Where Did the Clouds Go?

On climate mysteries, solar revolt in Nevada, and bird breakups

Where Did the Clouds Go?
Heatmap Illustration/Getty Images

Current conditions: Flood waters turned streets into rivers in Tripoli, Libya • The UK’s Met Office issued a rare “red weather warning” ahead of Storm Darragh, which could bring 90 mph winds • Americans on the West Coast are breathing a sigh of relief after a tsunami warning was cancelled following a 7.0 earthquake off the coast of Northern California.

THE TOP FIVE

1. Revolt in Nevada threatens BLM’s Western solar plan

A solar energy revolt is underway in Nevada, Jael Holzman reported in a Heatmap scoop. Rural county governments are hopping mad over the Biden administration’s crowning solar permitting achievement: the Bureau of Land Management’s Western solar plan, which would open more than 31 million acres for utility-scale solar applications. About a third of that land would be in Nevada. But the state’s rural county governments have no authority over federal lands, and most of the state’s territory overall is under control of BLM. This means their ordinances are relatively toothless, county officials say, not to mention they get less revenue from solar farms. Nevada’s Republican Governor Joe Lombardo has therefore asked BLM to cancel the plan. “Opposition from Nevada means that if there’s a way to unravel the programmatic solar plan when Donald Trump takes office in January, there’ll be a will,” Holzman wrote. Read more here.
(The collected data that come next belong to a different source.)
//! Command structs for engine operations.
//!
//! These types group parameters for write operations, keeping call sites
//! readable and avoiding long argument lists.

use chrono::{DateTime, Utc};
use uuid::Uuid;

use crate::{Money, PaymentNetwork, RecipientKind, TransactionKind, WalletKind};

/// Record a new transaction.
#[derive(Clone, Debug)]
pub struct NewTransactionCmd {
    pub user_id: String,
    pub wallet_id: Uuid,
    pub kind: TransactionKind,
    pub amount: Money,
    pub name: String,
    pub internal_wallet_id: Option<Uuid>,
    pub recipient_id: Option<Uuid>,
    pub description: Option<String>,
    pub occurred_at: DateTime<Utc>,
}

impl NewTransactionCmd {
    #[must_use]
    pub fn new(
        user_id: impl Into<String>,
        wallet_id: Uuid,
        kind: TransactionKind,
        amount: Money,
        name: impl Into<String>,
        occurred_at: DateTime<Utc>,
    ) -> Self {
        Self {
            user_id: user_id.into(),
            wallet_id,
            kind,
            amount,
            name: name.into(),
            internal_wallet_id: None,
            recipient_id: None,
            description: None,
            occurred_at,
        }
    }

    #[must_use]
    pub fn internal_wallet_id(mut self, wallet_id: Uuid) -> Self {
        self.internal_wallet_id = Some(wallet_id);
        self
    }

    #[must_use]
    pub fn recipient_id(mut self, recipient_id: Uuid) -> Self {
        self.recipient_id = Some(recipient_id);
        self
    }

    #[must_use]
    pub fn description(mut self, description: impl Into<String>) -> Self {
        self.description = Some(description.into());
        self
    }
}

/// Replace an existing transaction with a new intent.
///
/// Every field except `occurred_at` is a full replacement: the edited
/// transaction is exactly what the command describes.
#[derive(Clone, Debug)]
pub struct EditTransactionCmd {
    pub transaction_id: Uuid,
    pub user_id: String,
    pub wallet_id: Uuid,
    pub kind: TransactionKind,
    pub amount: Money,
    pub name: String,
    pub internal_wallet_id: Option<Uuid>,
    pub recipient_id: Option<Uuid>,
    pub description: Option<String>,
    /// `None` keeps the stored date.
    pub occurred_at: Option<DateTime<Utc>>,
}

impl EditTransactionCmd {
    #[must_use]
    pub fn new(
        transaction_id: Uuid,
        user_id: impl Into<String>,
        wallet_id: Uuid,
        kind: TransactionKind,
        amount: Money,
        name: impl Into<String>,
    ) -> Self {
        Self {
            transaction_id,
            user_id: user_id.into(),
            wallet_id,
            kind,
            amount,
            name: name.into(),
            internal_wallet_id: None,
            recipient_id: None,
            description: None,
            occurred_at: None,
        }
    }

    #[must_use]
    pub fn internal_wallet_id(mut self, wallet_id: Uuid) -> Self {
        self.internal_wallet_id = Some(wallet_id);
        self
    }

    #[must_use]
    pub fn recipient_id(mut self, recipient_id: Uuid) -> Self {
        self.recipient_id = Some(recipient_id);
        self
    }

    #[must_use]
    pub fn description(mut self, description: impl Into<String>) -> Self {
        self.description = Some(description.into());
        self
    }

    #[must_use]
    pub fn occurred_at(mut self, occurred_at: DateTime<Utc>) -> Self {
        self.occurred_at = Some(occurred_at);
        self
    }
}

/// Create a wallet.
#[derive(Clone, Debug)]
pub struct NewWalletCmd {
    pub user_id: String,
    pub name: String,
    pub description: Option<String>,
    pub kind: WalletKind,
    pub payment_network: Option<PaymentNetwork>,
    pub balance: Money,
}

impl NewWalletCmd {
    #[must_use]
    pub fn new(user_id: impl Into<String>, name: impl Into<String>, balance: Money) -> Self {
        Self {
            user_id: user_id.into(),
            name: name.into(),
            description: None,
            kind: WalletKind::default(),
            payment_network: None,
            balance,
        }
    }

    #[must_use]
    pub fn description(mut self, description: impl Into<String>) -> Self {
        self.description = Some(description.into());
        self
    }

    #[must_use]
    pub fn kind(mut self, kind: WalletKind) -> Self {
        self.kind = kind;
        self
    }

    #[must_use]
    pub fn payment_network(mut self, network: PaymentNetwork) -> Self {
        self.payment_network = Some(network);
        self
    }
}

/// Partial wallet update. `None` leaves the field unchanged.
///
/// `description` and `payment_network` take `Some(None)` to clear the value.
#[derive(Clone, Debug, Default)]
pub struct WalletPatch {
    pub name: Option<String>,
    pub description: Option<Option<String>>,
    pub kind: Option<WalletKind>,
    pub payment_network: Option<Option<PaymentNetwork>>,
    pub balance: Option<Money>,
}

impl WalletPatch {
    #[must_use]
    pub fn name(mut self, name: impl Into<String>) -> Self {
        self.name = Some(name.into());
        self
    }

    #[must_use]
    pub fn description(mut self, description: Option<String>) -> Self {
        self.description = Some(description);
        self
    }

    #[must_use]
    pub fn kind(mut self, kind: WalletKind) -> Self {
        self.kind = Some(kind);
        self
    }

    #[must_use]
    pub fn payment_network(mut self, network: Option<PaymentNetwork>) -> Self {
        self.payment_network = Some(network);
        self
    }

    #[must_use]
    pub fn balance(mut self, balance: Money) -> Self {
        self.balance = Some(balance);
        self
    }
}

/// Create a recipient.
#[derive(Clone, Debug)]
pub struct NewRecipientCmd {
    pub user_id: String,
    pub name: String,
    pub description: Option<String>,
    pub kind: RecipientKind,
}

impl NewRecipientCmd {
    #[must_use]
    pub fn new(user_id: impl Into<String>, name: impl Into<String>, kind: RecipientKind) -> Self {
        Self {
            user_id: user_id.into(),
            name: name.into(),
            description: None,
            kind,
        }
    }

    #[must_use]
    pub fn description(mut self, description: impl Into<String>) -> Self {
        self.description = Some(description.into());
        self
    }
}

/// Partial recipient update. `None` leaves the field unchanged.
#[derive(Clone, Debug, Default)]
pub struct RecipientPatch {
    pub name: Option<String>,
    pub description: Option<Option<String>>,
    pub kind: Option<RecipientKind>,
}

impl RecipientPatch {
    #[must_use]
    pub fn name(mut self, name: impl Into<String>) -> Self {
        self.name = Some(name.into());
        self
    }

    #[must_use]
    pub fn description(mut self, description: Option<String>) -> Self {
        self.description = Some(description);
        self
    }

    #[must_use]
    pub fn kind(mut self, kind: RecipientKind) -> Self {
        self.kind = Some(kind);
        self
    }
}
2. Decrease in cloud cover linked to rising global temperatures

For the last two years or so, climate scientists have been puzzled by the exceptional warmth seen across the planet, because it exceeds their models. But new research points to a possible explanation: fewer clouds. The study, published in the journal Science, found that 2023 saw “a reduced low-cloud cover in the northern mid-latitudes and tropics,” and especially over the Atlantic. Since clouds help the Earth reflect solar radiation back into space, fewer clouds means more radiation and – you guessed it – more heat. Why might the clouds be disappearing? The scientists say several factors could be at play, including the El Niño weather pattern, and a rapid decline in sulfate aerosol emissions from the shipping industry. But another explanation is that rising global temperatures are changing how clouds behave, creating an ominous feedback loop. But nobody is sure just yet, and lots of questions remain. “I consider our study just another piece of the puzzle,” said Helge Goeslling, a climate physicist at the Alfred Wegener Institute in Germany, and the study’s lead author.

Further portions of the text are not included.